--- Collected data ---
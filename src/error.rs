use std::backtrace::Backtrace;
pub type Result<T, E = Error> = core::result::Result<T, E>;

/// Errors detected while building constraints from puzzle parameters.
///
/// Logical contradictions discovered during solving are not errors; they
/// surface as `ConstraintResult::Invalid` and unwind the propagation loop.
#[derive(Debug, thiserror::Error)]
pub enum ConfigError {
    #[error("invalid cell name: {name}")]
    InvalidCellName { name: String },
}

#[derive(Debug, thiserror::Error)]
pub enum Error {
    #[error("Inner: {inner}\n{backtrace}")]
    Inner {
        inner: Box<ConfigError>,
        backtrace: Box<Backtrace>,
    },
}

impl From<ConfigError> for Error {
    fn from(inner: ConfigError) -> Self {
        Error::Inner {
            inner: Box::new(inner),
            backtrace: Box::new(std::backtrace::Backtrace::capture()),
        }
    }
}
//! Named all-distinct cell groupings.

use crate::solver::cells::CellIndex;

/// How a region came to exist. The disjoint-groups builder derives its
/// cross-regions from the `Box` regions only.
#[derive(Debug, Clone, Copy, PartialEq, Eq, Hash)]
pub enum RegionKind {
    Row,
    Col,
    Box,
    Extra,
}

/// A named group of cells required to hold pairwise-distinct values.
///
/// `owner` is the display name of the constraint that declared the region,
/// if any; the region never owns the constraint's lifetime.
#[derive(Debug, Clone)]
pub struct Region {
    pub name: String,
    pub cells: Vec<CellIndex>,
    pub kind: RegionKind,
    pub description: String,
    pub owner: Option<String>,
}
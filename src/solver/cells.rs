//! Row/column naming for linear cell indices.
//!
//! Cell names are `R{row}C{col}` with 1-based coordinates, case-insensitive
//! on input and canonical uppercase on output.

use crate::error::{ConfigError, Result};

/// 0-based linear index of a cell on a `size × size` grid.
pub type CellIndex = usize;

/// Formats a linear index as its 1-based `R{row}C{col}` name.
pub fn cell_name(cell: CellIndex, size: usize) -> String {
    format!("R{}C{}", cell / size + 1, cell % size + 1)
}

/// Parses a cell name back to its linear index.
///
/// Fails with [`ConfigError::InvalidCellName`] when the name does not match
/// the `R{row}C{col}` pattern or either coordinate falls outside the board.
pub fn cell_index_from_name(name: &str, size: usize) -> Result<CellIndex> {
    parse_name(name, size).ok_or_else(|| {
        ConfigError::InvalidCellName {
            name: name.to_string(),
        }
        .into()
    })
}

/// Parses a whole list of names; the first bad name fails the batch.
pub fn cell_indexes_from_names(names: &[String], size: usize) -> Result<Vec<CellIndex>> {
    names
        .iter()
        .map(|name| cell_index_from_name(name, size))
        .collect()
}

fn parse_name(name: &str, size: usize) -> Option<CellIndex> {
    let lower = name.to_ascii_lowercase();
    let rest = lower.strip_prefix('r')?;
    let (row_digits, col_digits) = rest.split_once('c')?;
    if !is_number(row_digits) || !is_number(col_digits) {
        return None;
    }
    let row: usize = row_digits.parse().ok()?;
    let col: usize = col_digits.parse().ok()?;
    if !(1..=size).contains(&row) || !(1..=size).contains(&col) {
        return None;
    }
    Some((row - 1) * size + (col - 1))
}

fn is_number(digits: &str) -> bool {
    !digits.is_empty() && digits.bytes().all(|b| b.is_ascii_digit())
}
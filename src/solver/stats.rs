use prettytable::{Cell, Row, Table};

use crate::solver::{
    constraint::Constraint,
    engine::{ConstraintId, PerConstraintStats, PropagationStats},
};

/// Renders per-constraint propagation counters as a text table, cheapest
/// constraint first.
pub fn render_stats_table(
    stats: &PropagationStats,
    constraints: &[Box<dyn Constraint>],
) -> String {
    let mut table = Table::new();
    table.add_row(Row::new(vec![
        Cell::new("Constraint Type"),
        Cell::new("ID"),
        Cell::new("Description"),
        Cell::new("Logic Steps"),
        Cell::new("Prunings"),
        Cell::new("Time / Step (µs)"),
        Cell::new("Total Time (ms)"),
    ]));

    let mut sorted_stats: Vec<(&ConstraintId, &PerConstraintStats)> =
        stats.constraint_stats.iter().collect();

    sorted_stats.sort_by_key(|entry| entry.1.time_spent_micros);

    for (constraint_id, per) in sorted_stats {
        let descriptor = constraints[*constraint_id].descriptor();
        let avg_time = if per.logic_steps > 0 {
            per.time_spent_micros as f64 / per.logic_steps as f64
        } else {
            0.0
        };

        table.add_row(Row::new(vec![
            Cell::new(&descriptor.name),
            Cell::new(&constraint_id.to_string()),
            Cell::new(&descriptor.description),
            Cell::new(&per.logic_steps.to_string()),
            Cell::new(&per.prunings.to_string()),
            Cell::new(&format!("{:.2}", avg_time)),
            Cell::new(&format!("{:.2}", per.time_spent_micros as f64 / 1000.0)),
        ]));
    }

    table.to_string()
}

--- Assigned task ---
Each record should be transcribed exactly as it was written.

--- Final answer ---
filename src/error.rs
use std::backtrace::Backtrace;
pub type Result<T, E = Error> = core::result::Result<T, E>;

/// Errors detected while building constraints from puzzle parameters.
///
/// Logical contradictions discovered during solving are not errors; they
/// surface as `ConstraintResult::Invalid` and unwind the propagation loop.
#[derive(Debug, thiserror::Error)]
pub enum ConfigError {
    #[error("invalid cell name: {name}")]
    InvalidCellName { name: String },
}

#[derive(Debug, thiserror::Error)]
pub enum Error {
    #[error("Inner: {inner}\n{backtrace}")]
    Inner {
        inner: Box<ConfigError>,
        backtrace: Box<Backtrace>,
    },
}

impl From<ConfigError> for Error {
    fn from(inner: ConfigError) -> Self {
        Error::Inner {
            inner: Box::new(inner),
            backtrace: Box::new(std::backtrace::Backtrace::capture()),
        }
    }
}
//! Named all-distinct cell groupings.

use crate::solver::cells::CellIndex;

/// How a region came to exist. The disjoint-groups builder derives its
/// cross-regions from the `Box` regions only.
#[derive(Debug, Clone, Copy, PartialEq, Eq, Hash)]
pub enum RegionKind {
    Row,
    Col,
    Box,
    Extra,
}

/// A named group of cells required to hold pairwise-distinct values.
///
/// `owner` is the display name of the constraint that declared the region,
/// if any; the region never owns the constraint's lifetime.
#[derive(Debug, Clone)]
pub struct Region {
    pub name: String,
    pub cells: Vec<CellIndex>,
    pub kind: RegionKind,
    pub description: String,
    pub owner: Option<String>,
}
filename src/solver/cells.rs
//! Row/column naming for linear cell indices.
//!
//! Cell names are `R{row}C{col}` with 1-based coordinates, case-insensitive
//! on input and canonical uppercase on output.

use crate::error::{ConfigError, Result};

/// 0-based linear index of a cell on a `size × size` grid.
pub type CellIndex = usize;

/// Formats a linear index as its 1-based `R{row}C{col}` name.
pub fn cell_name(cell: CellIndex, size: usize) -> String {
    format!("R{}C{}", cell / size + 1, cell % size + 1)
}

/// Parses a cell name back to its linear index.
///
/// Fails with [`ConfigError::InvalidCellName`] when the name does not match
/// the `R{row}C{col}` pattern or either coordinate falls outside the board.
pub fn cell_index_from_name(name: &str, size: usize) -> Result<CellIndex> {
    parse_name(name, size).ok_or_else(|| {
        ConfigError::InvalidCellName {
            name: name.to_string(),
        }
        .into()
    })
}

/// Parses a whole list of names; the first bad name fails the batch.
pub fn cell_indexes_from_names(names: &[String], size: usize) -> Result<Vec<CellIndex>> {
    names
        .iter()
        .map(|name| cell_index_from_name(name, size))
        .collect()
}

fn parse_name(name: &str, size: usize) -> Option<CellIndex> {
    let lower = name.to_ascii_lowercase();
    let rest = lower.strip_prefix('r')?;
    let (row_digits, col_digits) = rest.split_once('c')?;
    if !is_number(row_digits) || !is_number(col_digits) {
        return None;
    }
    let row: usize = row_digits.parse().ok()?;
    let col: usize = col_digits.parse().ok()?;
    if !(1..=size).contains(&row) || !(1..=size).contains(&col) {
        return None;
    }
    Some((row - 1) * size + (col - 1))
}

fn is_number(digits: &str) -> bool {
    !digits.is_empty() && digits.bytes().all(|b| b.is_ascii_digit())
}
filename src/solver/stats.rs
use prettytable::{Cell, Row, Table};

use crate::solver::{
    constraint::Constraint,
    engine::{ConstraintId, PerConstraintStats, PropagationStats},
};

/// Renders per-constraint propagation counters as a text table, cheapest
/// constraint first.
pub fn render_stats_table(
    stats: &PropagationStats,
    constraints: &[Box<dyn Constraint>],
) -> String {
    let mut table = Table::new();
    table.add_row(Row::new(vec![
        Cell::new("Constraint Type"),
        Cell::new("ID"),
        Cell::new("Description"),
        Cell::new("Logic Steps"),
        Cell::new("Prunings"),
        Cell::new("Time / Step (µs)"),
        Cell::new("Total Time (ms)"),
    ]));

    let mut sorted_stats: Vec<(&ConstraintId, &PerConstraintStats)> =
        stats.constraint_stats.iter().collect();

    sorted_stats.sort_by_key(|entry| entry.1.time_spent_micros);

    for (constraint_id, per) in sorted_stats {
        let descriptor = constraints[*constraint_id].descriptor();
        let avg_time = if per.logic_steps > 0 {
            per.time_spent_micros as f64 / per.logic_steps as f64
        } else {
            0.0
        };

        table.add_row(Row::new(vec![
            Cell::new(&descriptor.name),
            Cell::new(&constraint_id.to_string()),
            Cell::new(&descriptor.description),
            Cell::new(&per.logic_steps.to_string()),
            Cell::new(&per.prunings.to_string()),
            Cell::new(&format!("{:.2}", avg_time)),
            Cell::new(&format!("{:.2}", per.time_spent_micros as f64 / 1000.0)),
        ]));
    }

    table.to_string()
}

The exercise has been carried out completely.